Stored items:

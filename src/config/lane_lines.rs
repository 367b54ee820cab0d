use crate::detector::LaneParams;
use crate::error::{LaneError, Result};
use serde::Deserialize;
use std::fs;
use std::path::{Path, PathBuf};

#[derive(Debug, Deserialize)]
pub struct LaneToolConfig {
    #[serde(rename = "input")]
    pub input: PathBuf,
    #[serde(default)]
    pub pipeline: LaneParams,
    pub output: LaneOutputConfig,
}

/// Output paths; only `composite` is required.
#[derive(Debug, Deserialize)]
pub struct LaneOutputConfig {
    pub composite: PathBuf,
    #[serde(default)]
    pub resized: Option<PathBuf>,
    #[serde(default)]
    pub gray: Option<PathBuf>,
    #[serde(default)]
    pub blurred: Option<PathBuf>,
    #[serde(default)]
    pub edges: Option<PathBuf>,
    #[serde(default)]
    pub region_mask: Option<PathBuf>,
    #[serde(default)]
    pub masked: Option<PathBuf>,
    #[serde(default)]
    pub overlay: Option<PathBuf>,
    /// 3×2 grid of the main stages next to the composite.
    #[serde(default)]
    pub mosaic: Option<PathBuf>,
    #[serde(default)]
    pub report_json: Option<PathBuf>,
}

impl LaneOutputConfig {
    /// True when any intermediate stage image is requested.
    pub fn wants_trace(&self) -> bool {
        [
            &self.resized,
            &self.gray,
            &self.blurred,
            &self.edges,
            &self.region_mask,
            &self.masked,
            &self.overlay,
        ]
        .iter()
        .any(|p| p.is_some())
    }
}

pub fn load_config(path: &Path) -> Result<LaneToolConfig> {
    let data = fs::read_to_string(path).map_err(|e| LaneError::config(path, e))?;
    serde_json::from_str(&data).map_err(|e| LaneError::config(path, e))
}

#[cfg(test)]
mod tests {
    use super::*;

    #[test]
    fn minimal_config_uses_default_pipeline() {
        let cfg: LaneToolConfig = serde_json::from_str(
            r#"{ "input": "road.jpg", "output": { "composite": "out.png" } }"#,
        )
        .unwrap();
        assert_eq!(cfg.pipeline, LaneParams::default());
        assert_eq!(cfg.output.composite, PathBuf::from("out.png"));
        assert!(!cfg.output.wants_trace());
        assert!(cfg.output.report_json.is_none());
        assert!(cfg.output.mosaic.is_none());
    }

    #[test]
    fn bundled_example_config_parses() {
        let path = Path::new(env!("CARGO_MANIFEST_DIR")).join("config/lane_lines.json");
        let cfg = load_config(&path).unwrap();
        assert_eq!(cfg.pipeline, LaneParams::default());
        assert!(cfg.output.wants_trace());
        assert!(cfg.output.mosaic.is_some());
    }

    #[test]
    fn missing_file_is_a_config_error() {
        let err = load_config(Path::new("/nonexistent/lane_lines.json")).unwrap_err();
        assert!(matches!(err, LaneError::Config { .. }));
    }
}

■ **Prompt**: If a line contains the word "data", it counts; say how many such lines the records hold, and give only that number.

■ **Answer to the exercise**: 2